• _Goal of the exercise_:
Of the entries below, return only those lines from the line with "path.extension()" to the line with "Overwrite a file", exactly, both included.

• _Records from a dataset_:
+ + + + + + +
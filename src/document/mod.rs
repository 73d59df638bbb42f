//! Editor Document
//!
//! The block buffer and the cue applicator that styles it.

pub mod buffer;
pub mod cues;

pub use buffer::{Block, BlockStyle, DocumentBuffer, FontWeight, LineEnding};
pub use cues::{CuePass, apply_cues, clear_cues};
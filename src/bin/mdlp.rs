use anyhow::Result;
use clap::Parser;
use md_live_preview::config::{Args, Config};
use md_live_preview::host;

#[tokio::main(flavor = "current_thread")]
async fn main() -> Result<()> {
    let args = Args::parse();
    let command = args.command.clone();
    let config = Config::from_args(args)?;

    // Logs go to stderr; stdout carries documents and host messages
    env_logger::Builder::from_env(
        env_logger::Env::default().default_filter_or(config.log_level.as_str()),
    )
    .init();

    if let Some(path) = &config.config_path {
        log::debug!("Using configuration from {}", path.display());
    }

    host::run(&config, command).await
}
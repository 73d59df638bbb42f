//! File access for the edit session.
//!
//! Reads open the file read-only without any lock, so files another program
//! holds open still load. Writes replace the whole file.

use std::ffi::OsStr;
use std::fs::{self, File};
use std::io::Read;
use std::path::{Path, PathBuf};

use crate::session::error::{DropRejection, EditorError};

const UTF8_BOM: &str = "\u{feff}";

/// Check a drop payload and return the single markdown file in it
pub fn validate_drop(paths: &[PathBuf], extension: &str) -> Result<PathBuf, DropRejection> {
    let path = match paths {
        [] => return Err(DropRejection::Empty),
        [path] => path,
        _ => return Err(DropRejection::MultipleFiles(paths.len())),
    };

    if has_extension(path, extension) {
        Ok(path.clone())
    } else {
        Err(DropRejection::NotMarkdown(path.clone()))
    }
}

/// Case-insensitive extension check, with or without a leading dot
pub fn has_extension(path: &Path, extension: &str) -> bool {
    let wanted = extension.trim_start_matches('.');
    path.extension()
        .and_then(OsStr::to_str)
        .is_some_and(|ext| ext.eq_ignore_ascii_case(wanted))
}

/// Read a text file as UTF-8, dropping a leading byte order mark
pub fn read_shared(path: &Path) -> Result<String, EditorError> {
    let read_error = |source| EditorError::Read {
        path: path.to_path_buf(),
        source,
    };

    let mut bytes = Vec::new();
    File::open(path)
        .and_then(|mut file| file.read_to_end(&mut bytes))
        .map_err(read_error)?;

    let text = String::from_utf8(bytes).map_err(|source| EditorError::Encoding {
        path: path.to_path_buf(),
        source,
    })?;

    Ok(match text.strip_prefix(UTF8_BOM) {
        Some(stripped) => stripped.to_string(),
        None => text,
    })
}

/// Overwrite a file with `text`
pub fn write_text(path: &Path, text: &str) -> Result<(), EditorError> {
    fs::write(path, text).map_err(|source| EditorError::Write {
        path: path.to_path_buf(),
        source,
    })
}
+ + + + + + +
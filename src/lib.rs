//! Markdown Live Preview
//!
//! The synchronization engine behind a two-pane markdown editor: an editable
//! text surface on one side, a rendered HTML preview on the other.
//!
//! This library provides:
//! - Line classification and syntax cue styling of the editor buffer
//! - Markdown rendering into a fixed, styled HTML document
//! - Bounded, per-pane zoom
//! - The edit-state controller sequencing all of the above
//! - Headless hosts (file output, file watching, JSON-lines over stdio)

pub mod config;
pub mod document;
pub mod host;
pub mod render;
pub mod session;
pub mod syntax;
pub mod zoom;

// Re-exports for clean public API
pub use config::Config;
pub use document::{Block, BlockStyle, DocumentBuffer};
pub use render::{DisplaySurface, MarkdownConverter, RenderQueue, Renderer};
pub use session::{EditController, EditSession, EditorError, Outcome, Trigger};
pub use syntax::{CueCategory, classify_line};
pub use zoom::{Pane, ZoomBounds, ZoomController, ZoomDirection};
+ + + + + + +
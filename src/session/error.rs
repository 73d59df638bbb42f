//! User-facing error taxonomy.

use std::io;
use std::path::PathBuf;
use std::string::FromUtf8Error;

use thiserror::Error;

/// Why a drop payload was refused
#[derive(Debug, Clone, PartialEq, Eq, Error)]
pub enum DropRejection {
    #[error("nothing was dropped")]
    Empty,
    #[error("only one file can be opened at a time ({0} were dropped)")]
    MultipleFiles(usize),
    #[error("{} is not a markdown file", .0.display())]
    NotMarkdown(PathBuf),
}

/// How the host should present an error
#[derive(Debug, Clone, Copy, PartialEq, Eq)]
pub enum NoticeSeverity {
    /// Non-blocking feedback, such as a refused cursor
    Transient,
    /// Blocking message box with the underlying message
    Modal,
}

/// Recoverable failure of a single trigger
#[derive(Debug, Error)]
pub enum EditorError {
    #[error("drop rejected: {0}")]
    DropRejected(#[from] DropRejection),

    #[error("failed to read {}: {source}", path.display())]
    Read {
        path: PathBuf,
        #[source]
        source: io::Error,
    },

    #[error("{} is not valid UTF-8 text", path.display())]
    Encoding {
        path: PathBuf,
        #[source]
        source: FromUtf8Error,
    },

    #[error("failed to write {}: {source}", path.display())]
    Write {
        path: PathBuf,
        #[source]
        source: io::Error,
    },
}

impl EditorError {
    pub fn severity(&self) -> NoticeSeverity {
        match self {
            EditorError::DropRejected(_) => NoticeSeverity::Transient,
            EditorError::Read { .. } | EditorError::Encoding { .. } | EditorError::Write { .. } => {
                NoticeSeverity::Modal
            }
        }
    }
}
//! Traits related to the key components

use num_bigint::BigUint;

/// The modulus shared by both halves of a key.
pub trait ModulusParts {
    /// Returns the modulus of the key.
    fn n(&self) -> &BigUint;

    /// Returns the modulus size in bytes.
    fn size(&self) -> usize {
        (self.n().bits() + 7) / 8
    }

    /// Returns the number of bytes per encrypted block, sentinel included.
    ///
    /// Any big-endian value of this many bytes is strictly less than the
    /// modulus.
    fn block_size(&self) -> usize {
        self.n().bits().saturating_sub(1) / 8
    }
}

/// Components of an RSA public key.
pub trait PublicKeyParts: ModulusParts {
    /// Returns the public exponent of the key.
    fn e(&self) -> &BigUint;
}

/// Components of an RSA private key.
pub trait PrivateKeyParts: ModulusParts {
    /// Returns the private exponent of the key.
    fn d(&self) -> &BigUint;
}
+ + + + + + +
• _Finished task_:
    path.extension()
        .and_then(OsStr::to_str)
        .is_some_and(|ext| ext.eq_ignore_ascii_case(wanted))
}

/// Read a text file as UTF-8, dropping a leading byte order mark
pub fn read_shared(path: &Path) -> Result<String, EditorError> {
    let read_error = |source| EditorError::Read {
        path: path.to_path_buf(),
        source,
    };

    let mut bytes = Vec::new();
    File::open(path)
        .and_then(|mut file| file.read_to_end(&mut bytes))
        .map_err(read_error)?;

    let text = String::from_utf8(bytes).map_err(|source| EditorError::Encoding {
        path: path.to_path_buf(),
        source,
    })?;

    Ok(match text.strip_prefix(UTF8_BOM) {
        Some(stripped) => stripped.to_string(),
        None => text,
    })
}

/// Overwrite a file with `text`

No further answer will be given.